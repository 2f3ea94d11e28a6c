//! Normalized analyzer output and the defaulting policy applied to it.
//!
//! The analyzer may omit or garble any field. [`ExtractionResult::from_raw`]
//! never fails: every missing or malformed field is replaced by a default.

use std::fmt;
use std::str::FromStr;
use std::sync::LazyLock;

use chrono::NaiveDate;
use regex::Regex;
use serde::{Deserialize, Serialize};

use crate::analyzer::RawExtraction;

pub const UNKNOWN_VENDOR: &str = "Unknown Vendor";
pub const DEFAULT_SUMMARY: &str = "No summary provided";
pub const DEFAULT_LEGAL_IMPACT: &str = "None";
pub const DEFAULT_PAYMENT_ADVICE: &str = "Review Required";

static ISO_DATE: LazyLock<Regex> =
    LazyLock::new(|| Regex::new(r"\d{4}-\d{2}-\d{2}").expect("valid date regex"));

/// Tri-valued compliance classification assigned by the analyzer.
#[derive(Debug, Clone, Copy, PartialEq, Eq, Hash, Default, Serialize, Deserialize)]
#[serde(rename_all = "UPPERCASE")]
pub enum RiskLevel {
    #[default]
    Low,
    Medium,
    High,
}

impl RiskLevel {
    pub fn as_str(&self) -> &'static str {
        match self {
            RiskLevel::Low => "LOW",
            RiskLevel::Medium => "MEDIUM",
            RiskLevel::High => "HIGH",
        }
    }

    pub fn is_high(&self) -> bool {
        matches!(self, RiskLevel::High)
    }
}

impl fmt::Display for RiskLevel {
    fn fmt(&self, f: &mut fmt::Formatter<'_>) -> fmt::Result {
        f.write_str(self.as_str())
    }
}

#[derive(Debug, Clone, PartialEq, Eq)]
pub struct UnknownRiskLevel(pub String);

impl fmt::Display for UnknownRiskLevel {
    fn fmt(&self, f: &mut fmt::Formatter<'_>) -> fmt::Result {
        write!(f, "unknown risk level '{}'", self.0)
    }
}

impl std::error::Error for UnknownRiskLevel {}

impl FromStr for RiskLevel {
    type Err = UnknownRiskLevel;

    fn from_str(s: &str) -> Result<Self, Self::Err> {
        match s.trim().to_ascii_uppercase().as_str() {
            "LOW" => Ok(RiskLevel::Low),
            "MEDIUM" => Ok(RiskLevel::Medium),
            "HIGH" => Ok(RiskLevel::High),
            _ => Err(UnknownRiskLevel(s.to_string())),
        }
    }
}

/// Fully defaulted analysis of one invoice.
#[derive(Debug, Clone, PartialEq, Serialize, Deserialize)]
#[serde(rename_all = "camelCase")]
pub struct ExtractionResult {
    pub vendor_name: String,
    pub total_amount: f64,
    pub invoice_date: NaiveDate,
    pub due_date: NaiveDate,
    pub summary: String,
    pub is_gst_missing: bool,
    pub is_regulatory_item: bool,
    pub risk_level: RiskLevel,
    pub legal_impact: String,
    pub payment_advice: String,
}

impl ExtractionResult {
    /// Applies the defaulting policy. `today` stands in for missing dates.
    pub fn from_raw(raw: &RawExtraction, today: NaiveDate) -> Self {
        Self {
            vendor_name: text_or(&raw.vendor_name, UNKNOWN_VENDOR),
            total_amount: raw.total_amount.as_ref().map(parse_amount).unwrap_or(0.0),
            invoice_date: raw
                .invoice_date
                .as_deref()
                .and_then(parse_date)
                .unwrap_or(today),
            due_date: raw
                .due_date
                .as_deref()
                .and_then(parse_date)
                .unwrap_or(today),
            summary: text_or(&raw.summary, DEFAULT_SUMMARY),
            is_gst_missing: raw.is_gst_missing.unwrap_or(false),
            is_regulatory_item: raw.is_regulatory_item.unwrap_or(false),
            risk_level: raw
                .compliance_risk_level
                .as_deref()
                .and_then(|s| s.parse().ok())
                .unwrap_or_default(),
            legal_impact: text_or(&raw.legal_impact, DEFAULT_LEGAL_IMPACT),
            payment_advice: text_or(&raw.payment_advice, DEFAULT_PAYMENT_ADVICE),
        }
    }
}

fn text_or(value: &Option<String>, default: &str) -> String {
    match value.as_deref().map(str::trim) {
        Some(s) if !s.is_empty() => s.to_string(),
        _ => default.to_string(),
    }
}

/// Reads an amount from a JSON number or a formatted string such as
/// `"₹1,620.00"`. Unparseable, negative, or non-finite values become 0.
pub fn parse_amount(value: &serde_json::Value) -> f64 {
    let parsed = match value {
        serde_json::Value::Number(n) => n.as_f64(),
        serde_json::Value::String(s) => {
            let cleaned: String = s
                .chars()
                .filter(|c| c.is_ascii_digit() || *c == '.' || *c == '-')
                .collect();
            cleaned.parse::<f64>().ok()
        }
        _ => None,
    };

    match parsed {
        Some(v) if v.is_finite() && v >= 0.0 => v,
        _ => 0.0,
    }
}

/// Parses an ISO date, accepting a full timestamp or an ISO date embedded in
/// other text, plus the common day-first forms.
pub fn parse_date(s: &str) -> Option<NaiveDate> {
    let s = s.trim();
    if s.is_empty() {
        return None;
    }

    if let Some(m) = ISO_DATE.find(s) {
        if let Ok(date) = NaiveDate::parse_from_str(m.as_str(), "%Y-%m-%d") {
            return Some(date);
        }
    }

    ["%d/%m/%Y", "%d-%m-%Y", "%d.%m.%Y", "%d %b %Y", "%d %B %Y"]
        .iter()
        .find_map(|fmt| NaiveDate::parse_from_str(s, fmt).ok())
}

#[cfg(test)]
mod tests {
    use super::*;
    use serde_json::json;

    fn today() -> NaiveDate {
        NaiveDate::from_ymd_opt(2026, 10, 18).unwrap()
    }

    #[test]
    fn test_empty_raw_gets_all_defaults() {
        let result = ExtractionResult::from_raw(&RawExtraction::default(), today());
        assert_eq!(result.vendor_name, UNKNOWN_VENDOR);
        assert_eq!(result.total_amount, 0.0);
        assert_eq!(result.invoice_date, today());
        assert_eq!(result.due_date, today());
        assert_eq!(result.summary, DEFAULT_SUMMARY);
        assert!(!result.is_gst_missing);
        assert!(!result.is_regulatory_item);
        assert_eq!(result.risk_level, RiskLevel::Low);
        assert_eq!(result.legal_impact, "None");
        assert_eq!(result.payment_advice, "Review Required");
    }

    #[test]
    fn test_complete_raw_is_kept() {
        let raw = RawExtraction {
            vendor_name: Some("Acme Chemicals".to_string()),
            total_amount: Some(json!(45000.5)),
            invoice_date: Some("2026-09-01".to_string()),
            due_date: Some("2026-10-01".to_string()),
            is_gst_missing: Some(true),
            is_regulatory_item: Some(true),
            compliance_risk_level: Some("HIGH".to_string()),
            summary: Some("Industrial solvents".to_string()),
            legal_impact: Some("Loss of input tax credit.".to_string()),
            payment_advice: Some("High risk - Review before payment".to_string()),
        };

        let result = ExtractionResult::from_raw(&raw, today());
        assert_eq!(result.vendor_name, "Acme Chemicals");
        assert_eq!(result.total_amount, 45000.5);
        assert_eq!(
            result.invoice_date,
            NaiveDate::from_ymd_opt(2026, 9, 1).unwrap()
        );
        assert_eq!(result.risk_level, RiskLevel::High);
        assert!(result.is_gst_missing);
    }

    #[test]
    fn test_blank_strings_count_as_missing() {
        let raw = RawExtraction {
            vendor_name: Some("   ".to_string()),
            summary: Some(String::new()),
            ..Default::default()
        };
        let result = ExtractionResult::from_raw(&raw, today());
        assert_eq!(result.vendor_name, UNKNOWN_VENDOR);
        assert_eq!(result.summary, DEFAULT_SUMMARY);
    }

    #[test]
    fn test_unknown_risk_level_defaults_low() {
        let raw = RawExtraction {
            compliance_risk_level: Some("CRITICAL".to_string()),
            ..Default::default()
        };
        assert_eq!(
            ExtractionResult::from_raw(&raw, today()).risk_level,
            RiskLevel::Low
        );
    }

    #[test]
    fn test_risk_level_parse_is_case_insensitive() {
        assert_eq!("medium".parse::<RiskLevel>().unwrap(), RiskLevel::Medium);
        assert_eq!(" High ".parse::<RiskLevel>().unwrap(), RiskLevel::High);
        assert!("nope".parse::<RiskLevel>().is_err());
    }

    #[test]
    fn test_risk_level_serde_uppercase() {
        assert_eq!(serde_json::to_string(&RiskLevel::High).unwrap(), "\"HIGH\"");
        let level: RiskLevel = serde_json::from_str("\"MEDIUM\"").unwrap();
        assert_eq!(level, RiskLevel::Medium);
    }

    #[test]
    fn test_parse_amount_variants() {
        assert_eq!(parse_amount(&json!(120)), 120.0);
        assert_eq!(parse_amount(&json!("₹1,620.00")), 1620.0);
        assert_eq!(parse_amount(&json!("$ 99.5")), 99.5);
        assert_eq!(parse_amount(&json!("n/a")), 0.0);
        assert_eq!(parse_amount(&json!(-15)), 0.0);
        assert_eq!(parse_amount(&json!(null)), 0.0);
        assert_eq!(parse_amount(&json!(true)), 0.0);
    }

    #[test]
    fn test_parse_date_variants() {
        let expected = NaiveDate::from_ymd_opt(2026, 1, 5);
        assert_eq!(parse_date("2026-01-05"), expected);
        assert_eq!(parse_date("2026-01-05T00:00:00Z"), expected);
        assert_eq!(parse_date("Dated 2026-01-05"), expected);
        assert_eq!(parse_date("05/01/2026"), expected);
        assert_eq!(parse_date("5 Jan 2026"), expected);
        assert_eq!(parse_date("2026-13-45"), None);
        assert_eq!(parse_date(""), None);
        assert_eq!(parse_date("soon"), None);
    }
}
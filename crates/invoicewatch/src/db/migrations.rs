//! Schema migrations.
//!
//! The applied schema version lives in SQLite's `user_version` header
//! field. Each step runs in its own transaction together with the version
//! bump, so a failed step leaves the database at the previous version.

use rusqlite::Connection;

use super::error::DatabaseError;

/// Ordered schema steps; step `i` brings the database to version `i + 1`.
const STEPS: &[(&str, &str)] = &[
    ("create owners", include_str!("sql/001_create_owners.sql")),
    ("create invoices", include_str!("sql/002_create_invoices.sql")),
];

pub fn schema_version(conn: &Connection) -> Result<u32, DatabaseError> {
    Ok(conn.pragma_query_value(None, "user_version", |row| row.get(0))?)
}

/// Brings the schema up to date. Returns the number of steps applied.
pub fn migrate(conn: &mut Connection) -> Result<usize, DatabaseError> {
    let current = schema_version(conn)? as usize;
    if current > STEPS.len() {
        return Err(DatabaseError::Migration {
            version: current as u32,
            reason: format!("database is newer than this build (knows {})", STEPS.len()),
        });
    }

    for (index, (name, sql)) in STEPS.iter().enumerate().skip(current) {
        let version = index as u32 + 1;
        log::info!("Applying schema v{}: {}", version, name);

        let failed = |e: rusqlite::Error| DatabaseError::Migration {
            version,
            reason: e.to_string(),
        };
        let tx = conn.transaction().map_err(failed)?;
        tx.execute_batch(sql).map_err(failed)?;
        tx.pragma_update(None, "user_version", version).map_err(failed)?;
        tx.commit().map_err(failed)?;
    }

    Ok(STEPS.len() - current)
}
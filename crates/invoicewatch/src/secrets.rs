//! Resolution of the analyzer API key.
//!
//! A key can be given inline in the config, as a path to a file holding it
//! (container secrets), or as the name of an environment variable. The
//! first non-empty source wins, in that order.

use std::path::PathBuf;

use secrecy::SecretString;

#[derive(Debug, thiserror::Error)]
pub enum SecretError {
    #[error("No API key configured (set a key, a key file, or a key environment variable)")]
    NoSourceProvided,

    #[error("Failed to read API key file '{path}': {source}")]
    FileRead {
        path: String,
        #[source]
        source: std::io::Error,
    },

    #[error("API key file '{path}' is empty")]
    EmptyFile { path: String },

    #[error("Environment variable '{name}' is not set")]
    EnvVarNotSet { name: String },

    #[error("Environment variable '{name}' is not valid UTF-8")]
    EnvVarNotUnicode { name: String },
}

pub type Result<T> = std::result::Result<T, SecretError>;

/// Returns the first configured secret: direct value, then file contents,
/// then environment variable. Values are trimmed; blank sources are skipped.
pub fn resolve_secret(
    direct: Option<&str>,
    file_path: Option<&str>,
    env_var: Option<&str>,
) -> Result<SecretString> {
    if let Some(value) = non_blank(direct) {
        return Ok(SecretString::from(value.to_string()));
    }

    if let Some(path) = non_blank(file_path) {
        let expanded = expand_home(path);
        let display = expanded.display().to_string();
        let content = std::fs::read_to_string(&expanded).map_err(|source| SecretError::FileRead {
            path: display.clone(),
            source,
        })?;
        let key = content.trim();
        if key.is_empty() {
            return Err(SecretError::EmptyFile { path: display });
        }
        return Ok(SecretString::from(key.to_string()));
    }

    if let Some(name) = non_blank(env_var) {
        return match std::env::var(name) {
            Ok(value) if !value.trim().is_empty() => Ok(SecretString::from(value.trim().to_string())),
            Ok(_) | Err(std::env::VarError::NotPresent) => Err(SecretError::EnvVarNotSet {
                name: name.to_string(),
            }),
            Err(std::env::VarError::NotUnicode(_)) => Err(SecretError::EnvVarNotUnicode {
                name: name.to_string(),
            }),
        };
    }

    Err(SecretError::NoSourceProvided)
}

/// Whether any source is configured at all. Used by config validation to
/// warn early instead of failing on the first upload.
pub fn has_secret_source(direct: Option<&str>, file_path: Option<&str>, env_var: Option<&str>) -> bool {
    non_blank(direct).is_some() || non_blank(file_path).is_some() || non_blank(env_var).is_some()
}

fn non_blank(value: Option<&str>) -> Option<&str> {
    value.map(str::trim).filter(|v| !v.is_empty())
}

/// Expands a leading `~` or `~/` using the platform home directory.
fn expand_home(path: &str) -> PathBuf {
    let rest = if path == "~" {
        Some("")
    } else {
        path.strip_prefix("~/")
    };

    match (rest, dirs::home_dir()) {
        (Some(rest), Some(home)) => home.join(rest),
        _ => PathBuf::from(path),
    }
}
//! Document analysis: the analyzer interface, the Gemini-backed client, and
//! a timeout/retry wrapper.

mod error;
mod gemini;
pub mod prompt;
mod resilient;
mod types;

use std::sync::Arc;

use async_trait::async_trait;

pub use error::AnalyzeError;
pub use gemini::GeminiAnalyzer;
pub use resilient::{ResilientAnalyzer, DEFAULT_BACKOFF, DEFAULT_MAX_RETRIES, DEFAULT_TIMEOUT};
pub use types::{Document, RawExtraction};

/// Extracts invoice fields and a compliance judgment from one document.
#[async_trait]
pub trait DocumentAnalyzer: Send + Sync {
    async fn analyze(&self, document: &Document) -> Result<RawExtraction, AnalyzeError>;
}

#[async_trait]
impl<T: DocumentAnalyzer + ?Sized> DocumentAnalyzer for Arc<T> {
    async fn analyze(&self, document: &Document) -> Result<RawExtraction, AnalyzeError> {
        (**self).analyze(document).await
    }
}
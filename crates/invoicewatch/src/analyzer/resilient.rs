use std::time::Duration;

use async_trait::async_trait;
use tracing::warn;

use super::{AnalyzeError, Document, DocumentAnalyzer, RawExtraction};
use crate::config::AnalyzerConfig;
use crate::sanitize::display_name;

pub const DEFAULT_TIMEOUT: Duration = Duration::from_secs(60);
pub const DEFAULT_MAX_RETRIES: u32 = 1;
pub const DEFAULT_BACKOFF: Duration = Duration::from_millis(500);

/// Wraps an analyzer with a per-attempt deadline and a bounded retry on
/// transient failures. Non-transient errors propagate immediately.
pub struct ResilientAnalyzer<A> {
    inner: A,
    timeout: Duration,
    max_retries: u32,
    backoff: Duration,
}

impl<A: DocumentAnalyzer> ResilientAnalyzer<A> {
    pub fn new(inner: A) -> Self {
        Self {
            inner,
            timeout: DEFAULT_TIMEOUT,
            max_retries: DEFAULT_MAX_RETRIES,
            backoff: DEFAULT_BACKOFF,
        }
    }

    pub fn from_config(inner: A, config: &AnalyzerConfig) -> Self {
        Self {
            inner,
            timeout: Duration::from_secs(config.timeout_secs),
            max_retries: config.max_retries,
            backoff: Duration::from_millis(config.retry_backoff_ms),
        }
    }

    pub fn with_timeout(mut self, timeout: Duration) -> Self {
        self.timeout = timeout;
        self
    }

    pub fn with_max_retries(mut self, max_retries: u32) -> Self {
        self.max_retries = max_retries;
        self
    }

    pub fn with_backoff(mut self, backoff: Duration) -> Self {
        self.backoff = backoff;
        self
    }

    pub fn inner(&self) -> &A {
        &self.inner
    }

    async fn attempt(&self, document: &Document) -> Result<RawExtraction, AnalyzeError> {
        match tokio::time::timeout(self.timeout, self.inner.analyze(document)).await {
            Ok(result) => result,
            Err(_) => Err(AnalyzeError::Timeout {
                after: self.timeout,
            }),
        }
    }
}

#[async_trait]
impl<A: DocumentAnalyzer> DocumentAnalyzer for ResilientAnalyzer<A> {
    async fn analyze(&self, document: &Document) -> Result<RawExtraction, AnalyzeError> {
        let mut attempt = 0;
        loop {
            match self.attempt(document).await {
                Ok(raw) => return Ok(raw),
                Err(e) if e.is_transient() && attempt < self.max_retries => {
                    attempt += 1;
                    warn!(
                        file = %display_name(&document.file_name),
                        attempt,
                        error = %e,
                        "Analyzer call failed, retrying"
                    );
                    if !self.backoff.is_zero() {
                        tokio::time::sleep(self.backoff).await;
                    }
                }
                Err(e) => return Err(e),
            }
        }
    }
}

——————————

_Instructions to follow_: Reproduce only the lines above, starting at the line with "the first upload." and ending at the line with "Option<&str>, env_var: Option<&str>)", exactly as written.

_Problem solution_:
/// warn early instead of failing on the first upload.
pub fn has_secret_source(direct: Option<&str>, file_path: Option<&str>, env_var: Option<&str>) -> bool {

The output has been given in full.